Eda Yılmayan
Mustafa Kemal’in çocukluğu tiyatro sahnesinde
İstanbul Şehir Tiyatroları’nda birçok oyunda emeği geçen ve çalışmalarını dikkatle takip ettiğim Dramaturg Gökhan Aktemur’un davetiyle bir pazar sabahı ‘Merhaba Çocuk’ oyununu izledim. Tiyatro kapısında anne ve babalarıyla bekleyen çocuklar bana on yıl öncesini hatırlattı. Elimde ufacık bir el, salona girmeyi bekleyen, oyunun başlama anonsu yapıldığında sessiz olması gerektiğini öğrenen, sahnedeki hikâyenin büyüsüyle heyecanla oyunu izleyen minicik bir çocuk. O çocuk bugün 15 yaşında bir genç ve ne şanslıyım ki daimî tiyatro arkadaşım. ‘Merhaba Çocuk’ oyununu da zamanın ne kadar çabuk geçtiğini hatırlayarak çocuklarla birlikte izledim.

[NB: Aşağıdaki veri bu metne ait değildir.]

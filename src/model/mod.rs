// File: ./src/model/mod.rs
// Aggregates the split model files
pub mod item;
pub mod parser;

// Re-export types so code using `crate::model::Event` works
pub use item::{DateKey, Event};
pub use parser::FormInput;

Oyun Mustafa Kemal’in çocukluğunu anlatıyor. Klasik bir anlatım değil. Yörük kültürüyle birlikte mitolojinin, sokak oyunlarının, aile yaşamının, geleneklerin öne çıktığı etten kemikten bir Mustafa Kemal var karşımızda. Ayrıntıları metnin de yazarı olan Gökhan Aktemur’la konuştuk ancak söyleşi kısmına geçmeden önce dekordan söz etmem gerekir. Devlet Opera ve Balesi’nde sahnelenen Gılgamış oyununda da eseri sahneye indirilen ve perdeye yansıtılan görüntüler eşliğinde izlemiştik. Benzer bir uygulama ‘Merhaba Çocuk’ için de yapılmış. Bu perde, oyunda geçmişin anlatıldığı izlenimini veriyor. Bir yandan da videolarla sahnede anlatılan hikâyeyi birleştiriyor ve anlatımı güçlü bir eser çıkıyor ortaya. Oyunun yönetmenliğini Yiğit Sertdemir yapıyor. Mustafa Kemal’i ise ‘Gözlerimi Kaparım Vazifemi Yaparım’ oyunundaki Hayati’yi oynayan Emrecan Karakurum canlandırıyor.
‘Merhaba Çocuk’ diyerek başlayan, yetişkin Mustafa Kemal’in de ara ara sahnede çocukluğuna eşlik ettiği oyunla ilgili sorularımızı Gökhan Aktemur yanıtladı.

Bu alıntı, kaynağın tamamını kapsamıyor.